その手をぎゅっと掴めたら。


それからいつもの席に座った青山さんは、真っ赤な目をしてブレンドコーヒーを注文した。


「真奈ちゃん、色々とありがとうね」


「……いえ、私はなにも…」


コーヒーを淹れる手が震える。
涙を堪えることで精一杯だ。



「あなたがいてくれたから北斗は交差点を渡り、俺と再会できたんだ。
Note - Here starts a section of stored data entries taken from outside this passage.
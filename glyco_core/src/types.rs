//! Aggregate input and output of one forecast invocation.

use chrono::{DateTime, Utc};
use glyco_traits::{CarbRecord, DoseRecord, DosingLimits, GlucoseSample, TargetRange};
use serde::{Deserialize, Serialize};

use crate::carbs::CarbStatus;
use crate::config::ForecastSettings;
use crate::error::{ForecastError, Result, ScheduleKind};
use crate::effects::{GlucoseEffect, GlucoseEffectVelocity, PredictedGlucoseValue};
use crate::recommendation::{DoseRecommendation, GlucoseCorrection};
use crate::schedule::ScheduleTable;

/// Everything one forecast reads. Histories are sorted ascending by time.
#[derive(Debug, Clone, PartialEq, Serialize, Deserialize)]
pub struct ForecastInput {
    pub glucose: Vec<GlucoseSample>,
    #[serde(default)]
    pub doses: Vec<DoseRecord>,
    #[serde(default)]
    pub carbs: Vec<CarbRecord>,
    pub basal: ScheduleTable<f64>,
    pub sensitivity: ScheduleTable<f64>,
    pub carb_ratio: ScheduleTable<f64>,
    pub target: ScheduleTable<TargetRange>,
    /// Recommendations are only produced when limits are present.
    #[serde(default, skip_serializing_if = "Option::is_none")]
    pub limits: Option<DosingLimits>,
    #[serde(default)]
    pub settings: ForecastSettings,
}

fn check_values(
    kind: ScheduleKind,
    table: &ScheduleTable<f64>,
    ok: impl Fn(f64) -> bool,
    rule: &str,
) -> Result<()> {
    match table.entries().iter().find(|e| !(e.value.is_finite() && ok(e.value))) {
        Some(e) => Err(ForecastError::InvalidInput(format!(
            "{kind} schedule value {} at {} must be {rule}",
            e.value, e.start
        ))),
        None => Ok(()),
    }
}

impl ForecastInput {
    /// Reject settings, schedule values and limits the engine cannot use.
    ///
    /// Basal rates may be zero; sensitivities and carb ratios must be
    /// positive, and targets must satisfy `0 < min <= max`. With limits
    /// present, a prediction floor must sit below the suspend threshold.
    pub fn validate(&self) -> Result<()> {
        self.settings
            .validate()
            .map_err(|e| ForecastError::InvalidInput(e.to_string()))?;
        check_values(ScheduleKind::Basal, &self.basal, |v| v >= 0.0, ">= 0")?;
        check_values(ScheduleKind::Sensitivity, &self.sensitivity, |v| v > 0.0, "> 0")?;
        check_values(ScheduleKind::CarbRatio, &self.carb_ratio, |v| v > 0.0, "> 0")?;
        if let Some(e) = self.target.entries().iter().find(|e| {
            let t = e.value;
            !(t.min.is_finite() && t.max.is_finite() && t.min > 0.0 && t.min <= t.max)
        }) {
            return Err(ForecastError::InvalidInput(format!(
                "target range at {} must satisfy 0 < min <= max",
                e.start
            )));
        }
        if let (Some(floor), Some(limits)) = (self.settings.prediction_floor, &self.limits)
            && floor >= limits.suspend_threshold
        {
            return Err(ForecastError::InvalidInput(format!(
                "prediction_floor {floor} must be below suspend_threshold {}",
                limits.suspend_threshold
            )));
        }
        Ok(())
    }
}

/// Prediction plus every intermediate curve, for display and diagnosis.
#[derive(Debug, Clone, PartialEq, Serialize)]
pub struct ForecastOutput {
    /// Time of the glucose sample the prediction starts from.
    pub prediction_start: DateTime<Utc>,
    pub predicted_glucose: Vec<PredictedGlucoseValue>,
    pub insulin_effects: Vec<GlucoseEffect>,
    pub carb_effects: Vec<GlucoseEffect>,
    pub retrospective_effects: Vec<GlucoseEffect>,
    pub momentum_effects: Vec<GlucoseEffect>,
    pub insulin_counteraction: Vec<GlucoseEffectVelocity>,
    pub carb_statuses: Vec<CarbStatus>,
    pub insulin_on_board: f64,
    pub carbs_on_board: f64,
    #[serde(skip_serializing_if = "Option::is_none")]
    pub retrospective_discrepancy: Option<f64>,
    #[serde(skip_serializing_if = "Option::is_none")]
    pub correction: Option<GlucoseCorrection>,
    #[serde(skip_serializing_if = "Option::is_none")]
    pub recommendation: Option<DoseRecommendation>,
}

impl ForecastOutput {
    /// Lowest predicted value, if any.
    pub fn min_predicted(&self) -> Option<PredictedGlucoseValue> {
        self.predicted_glucose
            .iter()
            .copied()
            .min_by(|a, b| a.value.total_cmp(&b.value))
    }

    pub fn eventual_glucose(&self) -> Option<PredictedGlucoseValue> {
        self.predicted_glucose.last().copied()
    }
}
全て、真奈ちゃんのおかげだよ」


「青山さん…」


「でもひとつ言わせて」


茶目っ気たっぷりにウインクをして青山さんは言った。


「あなたたちの恋のキューピッドは俺だから」


「…なんか、むかつく」


葉山くんが肘で突くと、青山さんは笑った。


「本当のことでしょう。まぁ出逢いこそ俺がきっかけだったとしても、ただの偽恋人で終わってたかもしれないからね。結局、俺ができたのは2人を引き合わせることだけだった」


空いた席に置いたトートバッグを手に取った青山さんは言う。


「とにかく2人が両思いになって、俺は嬉しい」


青山さんには罰ゲームでの告白のことから一部始終を伝えていたけれど、本当は全て知っていたんだね。

うわ、私、恥ずかしいことを沢山喋ってたよね…。